◆ **TASK GOAL**:
Copy all lines of the listing that include the string "bool".

◆ **SUPPLIED DATA**:
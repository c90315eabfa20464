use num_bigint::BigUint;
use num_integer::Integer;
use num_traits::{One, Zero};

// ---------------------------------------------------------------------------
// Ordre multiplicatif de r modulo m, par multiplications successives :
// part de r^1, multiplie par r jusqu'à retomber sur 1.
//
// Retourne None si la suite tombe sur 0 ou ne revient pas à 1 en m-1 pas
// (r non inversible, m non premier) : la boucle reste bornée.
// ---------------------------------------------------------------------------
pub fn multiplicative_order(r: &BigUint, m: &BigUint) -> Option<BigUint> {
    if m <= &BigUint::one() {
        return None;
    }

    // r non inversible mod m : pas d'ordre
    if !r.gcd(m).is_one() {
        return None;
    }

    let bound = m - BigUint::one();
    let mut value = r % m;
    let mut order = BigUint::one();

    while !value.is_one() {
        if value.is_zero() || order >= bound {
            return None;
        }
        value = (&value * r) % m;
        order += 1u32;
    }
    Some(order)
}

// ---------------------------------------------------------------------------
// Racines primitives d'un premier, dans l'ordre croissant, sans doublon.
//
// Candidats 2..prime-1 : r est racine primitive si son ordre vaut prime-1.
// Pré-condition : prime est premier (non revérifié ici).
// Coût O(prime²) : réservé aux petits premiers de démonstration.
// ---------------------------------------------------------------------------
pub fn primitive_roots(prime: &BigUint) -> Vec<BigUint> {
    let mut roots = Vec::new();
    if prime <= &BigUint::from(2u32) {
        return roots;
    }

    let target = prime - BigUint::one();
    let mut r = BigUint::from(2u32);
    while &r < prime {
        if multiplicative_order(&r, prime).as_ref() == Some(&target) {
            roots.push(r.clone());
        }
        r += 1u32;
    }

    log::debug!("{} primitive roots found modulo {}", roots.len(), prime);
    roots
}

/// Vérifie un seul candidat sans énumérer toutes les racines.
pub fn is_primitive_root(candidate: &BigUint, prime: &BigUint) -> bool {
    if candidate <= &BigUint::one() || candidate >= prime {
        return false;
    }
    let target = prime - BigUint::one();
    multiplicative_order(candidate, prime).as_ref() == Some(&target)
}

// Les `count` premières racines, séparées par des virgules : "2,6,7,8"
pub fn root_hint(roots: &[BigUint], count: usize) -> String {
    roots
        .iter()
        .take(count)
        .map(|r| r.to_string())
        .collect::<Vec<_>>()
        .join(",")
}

---

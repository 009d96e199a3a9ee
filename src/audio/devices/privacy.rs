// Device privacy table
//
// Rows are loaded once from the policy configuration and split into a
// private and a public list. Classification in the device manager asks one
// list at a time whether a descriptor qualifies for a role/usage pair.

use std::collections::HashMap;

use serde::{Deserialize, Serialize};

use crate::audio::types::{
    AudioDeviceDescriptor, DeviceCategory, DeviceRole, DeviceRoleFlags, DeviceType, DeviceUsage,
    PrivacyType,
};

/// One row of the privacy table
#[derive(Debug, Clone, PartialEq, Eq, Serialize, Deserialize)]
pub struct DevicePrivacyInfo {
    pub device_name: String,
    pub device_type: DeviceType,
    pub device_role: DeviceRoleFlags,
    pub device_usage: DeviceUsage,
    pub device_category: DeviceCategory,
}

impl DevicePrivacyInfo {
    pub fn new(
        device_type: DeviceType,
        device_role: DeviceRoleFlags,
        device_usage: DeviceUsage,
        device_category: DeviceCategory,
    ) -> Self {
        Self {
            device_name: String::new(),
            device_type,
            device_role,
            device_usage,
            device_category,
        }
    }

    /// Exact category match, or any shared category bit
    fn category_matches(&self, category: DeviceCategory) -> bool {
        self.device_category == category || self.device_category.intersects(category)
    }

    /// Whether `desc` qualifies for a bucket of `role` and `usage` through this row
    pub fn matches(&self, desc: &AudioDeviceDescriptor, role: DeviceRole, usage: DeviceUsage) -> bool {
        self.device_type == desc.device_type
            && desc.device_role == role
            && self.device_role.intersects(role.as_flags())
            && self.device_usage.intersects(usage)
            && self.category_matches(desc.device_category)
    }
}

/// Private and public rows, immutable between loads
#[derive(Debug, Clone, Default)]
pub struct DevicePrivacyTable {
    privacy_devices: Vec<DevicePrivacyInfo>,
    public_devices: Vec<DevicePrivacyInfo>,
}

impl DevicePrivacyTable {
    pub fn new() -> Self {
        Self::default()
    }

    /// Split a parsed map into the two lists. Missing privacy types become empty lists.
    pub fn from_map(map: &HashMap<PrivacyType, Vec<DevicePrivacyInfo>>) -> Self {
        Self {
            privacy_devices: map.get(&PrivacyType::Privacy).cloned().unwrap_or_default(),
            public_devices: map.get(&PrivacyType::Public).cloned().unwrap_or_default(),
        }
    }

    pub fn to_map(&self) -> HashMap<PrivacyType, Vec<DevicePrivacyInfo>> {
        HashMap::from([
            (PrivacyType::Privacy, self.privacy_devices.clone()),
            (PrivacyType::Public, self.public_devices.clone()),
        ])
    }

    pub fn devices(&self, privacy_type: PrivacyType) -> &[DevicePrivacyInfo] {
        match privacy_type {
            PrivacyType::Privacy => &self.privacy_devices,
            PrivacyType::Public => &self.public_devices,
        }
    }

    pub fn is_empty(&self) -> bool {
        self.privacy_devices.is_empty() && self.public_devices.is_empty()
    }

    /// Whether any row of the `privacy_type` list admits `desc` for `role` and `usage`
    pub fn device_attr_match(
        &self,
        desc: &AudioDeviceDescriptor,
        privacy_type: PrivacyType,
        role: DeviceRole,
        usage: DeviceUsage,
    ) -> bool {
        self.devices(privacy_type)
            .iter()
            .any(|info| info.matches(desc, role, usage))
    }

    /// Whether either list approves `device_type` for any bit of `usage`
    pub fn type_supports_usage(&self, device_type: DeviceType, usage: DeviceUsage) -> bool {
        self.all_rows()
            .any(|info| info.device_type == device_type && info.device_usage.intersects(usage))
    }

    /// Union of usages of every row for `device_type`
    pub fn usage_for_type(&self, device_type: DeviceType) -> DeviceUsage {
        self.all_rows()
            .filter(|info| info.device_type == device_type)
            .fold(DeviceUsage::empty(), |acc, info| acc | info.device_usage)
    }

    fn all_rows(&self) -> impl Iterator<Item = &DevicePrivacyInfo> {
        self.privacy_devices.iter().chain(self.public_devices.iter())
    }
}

* * *

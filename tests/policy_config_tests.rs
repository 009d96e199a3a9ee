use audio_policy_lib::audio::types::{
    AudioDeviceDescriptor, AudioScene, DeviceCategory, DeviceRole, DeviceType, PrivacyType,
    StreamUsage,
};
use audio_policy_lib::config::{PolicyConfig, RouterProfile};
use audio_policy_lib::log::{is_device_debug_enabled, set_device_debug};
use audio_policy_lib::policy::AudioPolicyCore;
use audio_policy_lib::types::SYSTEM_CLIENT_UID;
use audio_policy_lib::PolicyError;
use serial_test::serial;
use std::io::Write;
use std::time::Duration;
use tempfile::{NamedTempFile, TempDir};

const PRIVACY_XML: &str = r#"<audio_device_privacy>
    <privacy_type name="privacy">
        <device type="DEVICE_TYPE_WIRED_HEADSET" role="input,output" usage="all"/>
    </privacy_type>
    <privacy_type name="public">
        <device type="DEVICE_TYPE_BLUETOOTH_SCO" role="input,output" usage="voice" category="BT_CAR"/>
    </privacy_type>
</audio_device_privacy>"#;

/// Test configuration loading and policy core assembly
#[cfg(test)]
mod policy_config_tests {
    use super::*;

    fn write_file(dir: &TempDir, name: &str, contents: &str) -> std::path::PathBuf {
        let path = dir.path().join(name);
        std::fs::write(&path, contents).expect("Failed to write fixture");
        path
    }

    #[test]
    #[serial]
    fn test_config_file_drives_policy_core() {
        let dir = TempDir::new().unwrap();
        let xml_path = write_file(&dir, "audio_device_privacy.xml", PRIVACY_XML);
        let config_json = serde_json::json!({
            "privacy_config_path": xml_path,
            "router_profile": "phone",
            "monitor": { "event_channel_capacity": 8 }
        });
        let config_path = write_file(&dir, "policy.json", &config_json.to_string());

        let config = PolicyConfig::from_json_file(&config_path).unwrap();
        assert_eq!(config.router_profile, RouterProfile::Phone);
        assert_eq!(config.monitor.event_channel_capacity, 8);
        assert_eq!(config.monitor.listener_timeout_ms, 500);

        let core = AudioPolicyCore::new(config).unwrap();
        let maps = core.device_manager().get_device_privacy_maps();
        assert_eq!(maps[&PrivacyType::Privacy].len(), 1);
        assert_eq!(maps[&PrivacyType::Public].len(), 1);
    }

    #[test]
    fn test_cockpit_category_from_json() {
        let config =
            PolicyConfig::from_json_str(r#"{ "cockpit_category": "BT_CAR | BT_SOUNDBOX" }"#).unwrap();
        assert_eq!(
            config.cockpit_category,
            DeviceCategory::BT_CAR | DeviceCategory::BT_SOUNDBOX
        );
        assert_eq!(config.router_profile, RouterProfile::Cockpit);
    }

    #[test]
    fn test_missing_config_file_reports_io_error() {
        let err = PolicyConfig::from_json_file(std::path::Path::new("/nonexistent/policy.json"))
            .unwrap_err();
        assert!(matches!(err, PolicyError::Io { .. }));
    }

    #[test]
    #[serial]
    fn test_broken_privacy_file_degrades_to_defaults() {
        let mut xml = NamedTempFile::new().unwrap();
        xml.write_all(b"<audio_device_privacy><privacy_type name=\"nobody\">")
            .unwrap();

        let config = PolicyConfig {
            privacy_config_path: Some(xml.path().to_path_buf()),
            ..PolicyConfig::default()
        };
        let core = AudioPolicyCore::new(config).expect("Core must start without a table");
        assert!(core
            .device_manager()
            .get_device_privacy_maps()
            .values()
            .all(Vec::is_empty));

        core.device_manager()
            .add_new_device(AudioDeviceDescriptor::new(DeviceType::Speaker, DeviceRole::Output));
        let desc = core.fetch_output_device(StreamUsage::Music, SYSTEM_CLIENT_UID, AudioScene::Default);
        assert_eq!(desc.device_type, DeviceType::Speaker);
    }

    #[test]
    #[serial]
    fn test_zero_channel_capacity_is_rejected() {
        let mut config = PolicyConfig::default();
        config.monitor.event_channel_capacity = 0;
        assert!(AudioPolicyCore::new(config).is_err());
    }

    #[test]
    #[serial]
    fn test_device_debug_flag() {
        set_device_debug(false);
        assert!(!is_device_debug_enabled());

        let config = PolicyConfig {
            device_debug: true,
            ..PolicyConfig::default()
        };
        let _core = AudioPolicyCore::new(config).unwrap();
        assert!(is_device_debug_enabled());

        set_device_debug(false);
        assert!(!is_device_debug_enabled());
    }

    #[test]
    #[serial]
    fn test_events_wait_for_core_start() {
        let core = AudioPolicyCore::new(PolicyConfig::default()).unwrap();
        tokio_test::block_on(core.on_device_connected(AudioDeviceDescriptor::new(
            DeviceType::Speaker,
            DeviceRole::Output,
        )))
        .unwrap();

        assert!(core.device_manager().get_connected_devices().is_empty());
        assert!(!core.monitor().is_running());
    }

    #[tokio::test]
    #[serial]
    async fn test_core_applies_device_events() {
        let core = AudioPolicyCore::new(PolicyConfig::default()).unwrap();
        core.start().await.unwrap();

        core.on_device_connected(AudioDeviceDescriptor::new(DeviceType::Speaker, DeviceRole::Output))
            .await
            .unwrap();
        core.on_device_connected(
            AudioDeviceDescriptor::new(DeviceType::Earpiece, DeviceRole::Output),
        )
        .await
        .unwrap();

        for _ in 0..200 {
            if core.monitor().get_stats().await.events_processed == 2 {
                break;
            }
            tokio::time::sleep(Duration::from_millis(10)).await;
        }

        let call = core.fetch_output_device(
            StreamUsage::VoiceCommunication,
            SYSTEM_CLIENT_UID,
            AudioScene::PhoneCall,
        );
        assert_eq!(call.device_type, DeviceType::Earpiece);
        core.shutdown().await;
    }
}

◆ **RESULT OF THE EXERCISE**:
pub fn is_primitive_root(candidate: &BigUint, prime: &BigUint) -> bool {
    fn category_matches(&self, category: DeviceCategory) -> bool {
    pub fn matches(&self, desc: &AudioDeviceDescriptor, role: DeviceRole, usage: DeviceUsage) -> bool {
    pub fn is_empty(&self) -> bool {
    ) -> bool {
    pub fn type_supports_usage(&self, device_type: DeviceType, usage: DeviceUsage) -> bool {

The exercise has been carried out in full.